The coronavirus pandemic exposed several weaknesses of the U.S. health care system, including expensive hospital stays and shortages of doctors and nurses. Still, hospitals today are significantly different from hospitals 100 years ago. Despite their weaknesses, hospitals remain places of hope and innovation, far different from the unsanitary conditions and poor patients a century ago ago.
Just because hospitals have much improved, however, they have much more to improve still, especially in the context of the entire health care system. For example, during the pandemic, chronic conditions worsened and treatments were delayed, according to research by the Urban Institute, a think tank. Many people avoided going to hospitals despite needing treatment because of concerns about costs and getting infected.
24/7 Tempo reviewed information from a dozen sources, including drug information resource Monthly Prescribing Reference and the National Library of Medicine National Institutes of Health, to compile a list of 29 differences between hospitals today and 100 years ago.

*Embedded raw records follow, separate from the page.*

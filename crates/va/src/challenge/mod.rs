//! Challenge performers: each takes an identifier, a token, and the expected
//! key authorization, and produces the validation records and problem for a
//! single perspective.

use std::net::IpAddr;

use base64::prelude::*;
use sha2::{Digest, Sha256};
use tokio::time::timeout;

use verdite_core_types::{ChallengeType, Identifier, Problem, ValidationRecord};

use crate::errors;
use crate::net::DnsError;
use crate::va::ValidationAuthority;

mod dns;
mod http;
mod tlsalpn;

impl ValidationAuthority {
    /// Dispatch one challenge attempt for this perspective. Unknown challenge
    /// types and syntactically invalid identifiers answer with a problem
    /// rather than an error: they are validation outcomes, not transport
    /// failures.
    pub(crate) async fn perform_challenge(
        &self,
        challenge_type: &str,
        token: &str,
        identifier: &Identifier,
        key_authorization: &str,
    ) -> (Vec<ValidationRecord>, Option<Problem>) {
        let Some(kind) = ChallengeType::from_wire(challenge_type) else {
            return (
                Vec::new(),
                Some(Problem::malformed(format!(
                    "Challenge type {challenge_type:?} is not supported"
                ))),
            );
        };

        let hostname = identifier.effective_hostname();
        if let Err(err) = self.policy.valid_domain(hostname) {
            return (
                Vec::new(),
                Some(Problem::malformed(format!(
                    "Identifier {hostname:?} is not a valid domain name: {err}"
                ))),
            );
        }

        match kind {
            ChallengeType::Http01 => self.perform_http01(hostname, token, key_authorization).await,
            ChallengeType::Dns01 => self.perform_dns01(hostname, key_authorization).await,
            ChallengeType::TlsAlpn01 => self.perform_tls_alpn01(hostname, key_authorization).await,
        }
    }

    /// Resolve `hostname` with the per-attempt deadline, AAAA before A,
    /// resolver order preserved within each family.
    pub(crate) async fn resolve_ordered(&self, hostname: &str) -> Result<Vec<IpAddr>, Problem> {
        let lookup = timeout(self.attempt_timeout, self.resolver.lookup_host(hostname)).await;

        let mut addresses = match lookup {
            Err(_) => return Err(errors::dns_problem(&DnsError::Timeout)),
            Ok(Err(err)) => return Err(errors::dns_problem(&err)),
            Ok(Ok(addresses)) => addresses,
        };

        addresses.sort_by_key(|address| match address {
            IpAddr::V6(_) => 0,
            IpAddr::V4(_) => 1,
        });

        if addresses.is_empty() {
            return Err(Problem::dns(format!(
                "No valid IP addresses found for {hostname}"
            )));
        }

        Ok(addresses)
    }
}

/// base64url (unpadded) SHA-256 digest of the key authorization, as placed
/// in DNS-01 TXT records.
pub(crate) fn key_authorization_digest(key_authorization: &str) -> String {
    BASE64_URL_SAFE_NO_PAD.encode(Sha256::digest(key_authorization.as_bytes()))
}

/// Raw SHA-256 digest of the key authorization, as carried by the
/// TLS-ALPN-01 certificate extension.
pub(crate) fn key_authorization_sha256(key_authorization: &str) -> Vec<u8> {
    Sha256::digest(key_authorization.as_bytes()).to_vec()
}

pub(crate) fn hex(bytes: &[u8]) -> String {
    bytes.iter().map(|b| format!("{b:02x}")).collect()
}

The American hospital system grew out of the creation of the almshouse, a charity home that tended to the needs of the mentally ill, the blind, the deaf, those with ailments such as tuberculous, as well as petty thieves and abandoned children. These places did not provide medical services. The nation’s first institution founded to treat medical conditions was the Pennsylvania Hospital in 1751.
For much of the 19th century, hospitals tended mostly to the poor; the more well to do were treated in their homes by physicians. As the nation became more industrialized and mobile — making it more difficult for families to care for each other — and as health care became more sophisticated and professional, Americans in all economic strata began to use hospitals.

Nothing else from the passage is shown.